092. Rhabdomyolysis


Acute necrosis of skeletal muscle fibers and leakage of cellular contents into circulation.

MCC: alcohol (chronic alcoholics also have deficits in hypokalemia/hypomagnesium/hypophosphatemia which can exacerbate) as well as drugs of abuse (cocaine, PCP, LSD, amphetamines). 3 categories: traumatic (crush injuries), non-traumatic exertional (marathoners), non-traumatic non-exertional (drugs)

Other drugs: antipsychotics, lipid-lowering agents (statins, chofibrate), SSRIs, zidovudine, colchine, lithium, antihistamines, narcotics.

Infectious causes: influenza, legionella

Causes of Rhabdomylosis. Taken from Tintinalli

Clinical Features

Myalgias, stiffness, weakness, malaise, low-grade fever, dark urine. Swelling/tenderness to involved muscle groups though can be localized or diffuse (postural muscles common: thigh, calves, lower back).


Elevated CK correlates with amount of muscle injury and severity of illness though does not correlate with chances of renal failure or mortality. Usually 5x normal range. Rises 2-12 hours after vent, peaks at 24-72 hours, then drops at about 40% per day afterward.

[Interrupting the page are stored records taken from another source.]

#[cfg(test)]
mod tests {
    use super::*;
    use crate::config::TierPolicyConfig;
    use crate::domain::rate_limit::TierResolutionError;
    use crate::infrastructure::rate_limiter::ManualClock;
    use crate::infrastructure::subscription::StaticTierResolver;
    use async_trait::async_trait;
    use std::collections::BTreeMap;
    use std::sync::atomic::{AtomicBool, Ordering};

    fn test_config() -> RateLimitConfig {
        let mut tiers = BTreeMap::new();
        tiers.insert(
            "free".to_string(),
            TierPolicyConfig {
                window_ms: 60_000,
                max_requests: 3,
                message: "Free tier limit reached".to_string(),
            },
        );
        tiers.insert(
            "pro".to_string(),
            TierPolicyConfig {
                window_ms: 60_000,
                max_requests: 10,
                message: "Pro tier limit reached".to_string(),
            },
        );

        RateLimitConfig {
            enabled: true,
            storage_backend: RateLimitStorageBackend::Memory,
            tiers,
            ..RateLimitConfig::default()
        }
    }

    /// In-memory log whose calls can be made to fail
    #[derive(Default)]
    struct BrokenStore {
        inner: InMemoryWindowLog,
        failing: AtomicBool,
    }

    #[async_trait]
    impl DistributedWindowStore for BrokenStore {
        async fn check(
            &self,
            key: &RateLimitKey,
            policy: &Policy,
            now_ms: u64,
        ) -> Result<WindowDecision, StoreError> {
            if self.failing.load(Ordering::SeqCst) {
                return Err(StoreError::Disconnected);
            }
            self.inner.check(key, policy, now_ms).await
        }

        async fn reset(
            &self,
            subject_id: &str,
            resource_path: Option<&str>,
        ) -> Result<u64, StoreError> {
            if self.failing.load(Ordering::SeqCst) {
                return Err(StoreError::Disconnected);
            }
            self.inner.reset(subject_id, resource_path).await
        }

        fn subscribe(&self) -> broadcast::Receiver<StoreEvent> {
            self.inner.subscribe()
        }

        fn is_connected(&self) -> bool {
            !self.failing.load(Ordering::SeqCst)
        }

        async fn close(&self) {}
    }

    struct FailingResolver;

    #[async_trait]
    impl TierResolver for FailingResolver {
        async fn resolve_tier(&self, _subject_id: &str) -> Result<String, TierResolutionError> {
            Err(TierResolutionError::Timeout { timeout_ms: 5 })
        }
    }

    fn service_with(
        config: RateLimitConfig,
        resolver: Arc<dyn TierResolver>,
        store: Arc<dyn DistributedWindowStore>,
    ) -> (RateLimiterService, Arc<ManualClock>) {
        let clock = Arc::new(ManualClock::new(0));
        let service = RateLimiterService::with_store(config, resolver, store, clock.clone());
        (service, clock)
    }

    #[tokio::test]
    async fn test_rate_limiter_disabled() {
        let mut config = test_config();
        config.enabled = false;
        let (service, _) = service_with(
            config,
            Arc::new(StaticTierResolver::default()),
            Arc::new(InMemoryWindowLog::new()),
        );

        for _ in 0..10 {
            let result = service.check("u1", "/x").await.unwrap();
            assert!(result.allowed);
            assert_eq!(result.limit, u32::MAX);
            assert_eq!(result.backend, Backend::Disabled);
        }
        assert!(!service.status().using_distributed_store);
    }

    #[tokio::test]
    async fn test_denial_carries_policy_message() {
        let (service, clock) = service_with(
            test_config(),
            Arc::new(StaticTierResolver::default()),
            Arc::new(InMemoryWindowLog::new()),
        );

        for t in 0..3 {
            clock.set(t);
            let result = service.check("u1", "/x").await.unwrap();
            assert!(result.allowed);
            assert!(result.message.is_none());
            assert_eq!(result.backend, Backend::Distributed);
        }

        clock.set(3);
        let denied = service.check("u1", "/x").await.unwrap();
        assert!(!denied.allowed);
        assert_eq!(denied.tier, "free");
        assert_eq!(denied.message.as_deref(), Some("Free tier limit reached"));
        assert_eq!(denied.retry_after_secs(), 60);
    }

    #[tokio::test]
    async fn test_tier_lookup_failure_uses_free_tier() {
        let (service, _) = service_with(
            test_config(),
            Arc::new(FailingResolver),
            Arc::new(InMemoryWindowLog::new()),
        );

        let result = service.check("u1", "/x").await.unwrap();
        assert_eq!(result.tier, "free");
        assert_eq!(result.limit, 3);
    }

    #[tokio::test]
    async fn test_resolved_tier_applies() {
        let (service, _) = service_with(
            test_config(),
            Arc::new(StaticTierResolver::new("PRO")),
            Arc::new(InMemoryWindowLog::new()),
        );

        let result = service.check("u1", "/x").await.unwrap();
        assert_eq!(result.tier, "pro");
        assert_eq!(result.limit, 10);
        assert_eq!(result.remaining, 9);
    }

    #[tokio::test]
    async fn test_empty_input_rejected() {
        let (service, _) = service_with(
            test_config(),
            Arc::new(StaticTierResolver::default()),
            Arc::new(InMemoryWindowLog::new()),
        );

        assert_eq!(
            service.check("", "/x").await,
            Err(RateLimitError::EmptySubject)
        );
        assert_eq!(
            service.check("u1", "  ").await,
            Err(RateLimitError::EmptyResource)
        );
        assert_eq!(
            service.reset("u1", Some("")).await,
            Err(RateLimitError::EmptyResource)
        );
    }

    #[tokio::test]
    async fn test_store_failure_falls_back_in_same_call() {
        let store = Arc::new(BrokenStore::default());
        let (service, _) = service_with(
            test_config(),
            Arc::new(StaticTierResolver::default()),
            store.clone(),
        );

        store.failing.store(true, Ordering::SeqCst);
        let result = service.check("u1", "/x").await.unwrap();
        assert!(result.allowed);
        assert_eq!(result.backend, Backend::Local);
        assert_eq!(service.health().current(), StoreHealth::Unavailable);

        // A working store alone does not bring the service back
        store.failing.store(false, Ordering::SeqCst);
        let result = service.check("u1", "/x").await.unwrap();
        assert_eq!(result.backend, Backend::Local);
        assert_eq!(result.remaining, 1);
    }

    #[tokio::test]
    async fn test_reset_survives_store_failure() {
        let store = Arc::new(BrokenStore::default());
        let (service, _) = service_with(
            test_config(),
            Arc::new(StaticTierResolver::default()),
            store.clone(),
        );

        store.failing.store(true, Ordering::SeqCst);
        for _ in 0..4 {
            service.check("u1", "/x").await.unwrap();
        }
        assert!(!service.check("u1", "/x").await.unwrap().allowed);

        service.reset("u1", None).await.unwrap();
        assert_eq!(service.status().tracked_local_keys, 0);
        assert!(service.check("u1", "/x").await.unwrap().allowed);
    }

    #[tokio::test]
    async fn test_status_reports_health() {
        let store = Arc::new(BrokenStore::default());
        let (service, _) = service_with(
            test_config(),
            Arc::new(StaticTierResolver::default()),
            store.clone(),
        );

        let status = service.status();
        assert!(status.using_distributed_store);
        assert!(status.enabled);

        store.failing.store(true, Ordering::SeqCst);
        service.check("u1", "/x").await.unwrap();

        let status = service.status();
        assert!(!status.using_distributed_store);
        assert_eq!(status.health, StoreHealth::Unavailable);
        assert_eq!(status.tracked_local_keys, 1);
    }

    #[tokio::test]
    async fn test_policy_for_unknown_tier_is_free() {
        let (service, _) = service_with(
            test_config(),
            Arc::new(StaticTierResolver::new("platinum")),
            Arc::new(InMemoryWindowLog::new()),
        );

        let policy = service.policy_for("u1").await;
        assert_eq!(policy.tier, "free");
        assert_eq!(policy.max_requests, 3);
    }

    #[tokio::test]
    async fn test_start_and_close() {
        let (service, _) = service_with(
            test_config(),
            Arc::new(StaticTierResolver::default()),
            Arc::new(InMemoryWindowLog::new()),
        );

        service.start();
        service.start();
        service.close().await;

        assert!(service.tasks.lock().unwrap().is_empty());
    }
}
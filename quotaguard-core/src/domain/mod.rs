//! Domain Layer - Core business logic and entities
//!
//! This module contains the quota policies, the identity of a rate limit bucket and
//! the interfaces the infrastructure layer implements.

pub mod rate_limit;

pub use rate_limit::*;
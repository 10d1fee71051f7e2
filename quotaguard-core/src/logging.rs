//! Structured logging setup

use tracing_subscriber::layer::SubscriberExt;
use tracing_subscriber::util::SubscriberInitExt;
use tracing_subscriber::{EnvFilter, fmt};

use crate::config::LoggingConfig;

/// Error raised while installing the global subscriber
#[derive(Debug, thiserror::Error)]
pub enum LoggingError {
    #[error("Invalid log filter '{filter}': {source}")]
    Filter {
        filter: String,
        #[source]
        source: tracing_subscriber::filter::ParseError,
    },

    #[error("Failed to install tracing subscriber: {0}")]
    Init(#[from] tracing_subscriber::util::TryInitError),
}

/// Initialize the global tracing subscriber.
///
/// `RUST_LOG` takes precedence over the configured level. Returns an error
/// instead of panicking when a subscriber is already installed.
pub fn init_tracing(config: &LoggingConfig) -> Result<(), LoggingError> {
    let filter = match EnvFilter::try_from_default_env() {
        Ok(filter) => filter,
        Err(_) => EnvFilter::try_new(&config.level).map_err(|source| LoggingError::Filter {
            filter: config.level.clone(),
            source,
        })?,
    };

    let registry = tracing_subscriber::registry().with(filter);

    match config.format.as_str() {
        "pretty" => registry.with(fmt::layer().pretty()).try_init()?,
        "compact" => registry.with(fmt::layer().compact()).try_init()?,
        _ => registry
            .with(fmt::layer().json().with_current_span(false))
            .try_init()?,
    }

    Ok(())
}
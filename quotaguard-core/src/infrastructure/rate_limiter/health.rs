//! Distributed store health state
//!
//! `Available → Unavailable` on any distributed operation failure.
//! `Unavailable → Available` only when the store client reports a new
//! connection; a single successful call never flips it back.

use tokio::sync::watch;

use super::types::StoreHealth;

#[derive(Debug)]
pub struct StoreHealthTracker {
    state: watch::Sender<StoreHealth>,
}

impl StoreHealthTracker {
    pub fn new(initial: StoreHealth) -> Self {
        let (state, _) = watch::channel(initial);
        Self { state }
    }

    pub fn current(&self) -> StoreHealth {
        *self.state.borrow()
    }

    pub fn is_available(&self) -> bool {
        self.current() == StoreHealth::Available
    }

    /// Returns `true` if this call performed the transition
    pub fn mark_unavailable(&self) -> bool {
        self.state.send_if_modified(|health| {
            if *health == StoreHealth::Available {
                *health = StoreHealth::Unavailable;
                true
            } else {
                false
            }
        })
    }

    /// Returns `true` if this call performed the transition
    pub fn mark_available(&self) -> bool {
        self.state.send_if_modified(|health| {
            if *health == StoreHealth::Unavailable {
                *health = StoreHealth::Available;
                true
            } else {
                false
            }
        })
    }

    /// Watch transitions, e.g. to wait for recovery in tests
    pub fn subscribe(&self) -> watch::Receiver<StoreHealth> {
        self.state.subscribe()
    }
}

Myoglobin rises before CPK. Contains heme so urine dipstick will be positive though negative RBCs. About 20% of rhabdo will have myoglobinuremia (Alhedi, 2014). Very specific, though not very sensitive.

BUN/Cr will be lower likely less than 10 due to elevated creatinine rise with muscle breakdown. Look for elevated potassium/phosphate due to muscle cell breakdown.


Complications include DIC, elevated LFTs, renal failure (obviously)

IV fluids is the maintain of therapy. NS > LR. Need urine output at 250cc/hr if admitted.

Urine alkalization (theory is myoglobin which typically causes the nephrotoxicity is worse in acidic environment; sodium bicarb 1amp/1 NS L at 100cc/hr), diuretics, mannitol have no benefit in the ED (or likely at all).

Healthy patients with exertional rhabdo with no co-morbidites can be discharged after oral and IV fluids. Paper looking at patients at risk for severe renal failure only showed if initial creatinine > 1.7 was only true RF (Fernandez, 2005). Also consider >6000 and continuing to trend upward.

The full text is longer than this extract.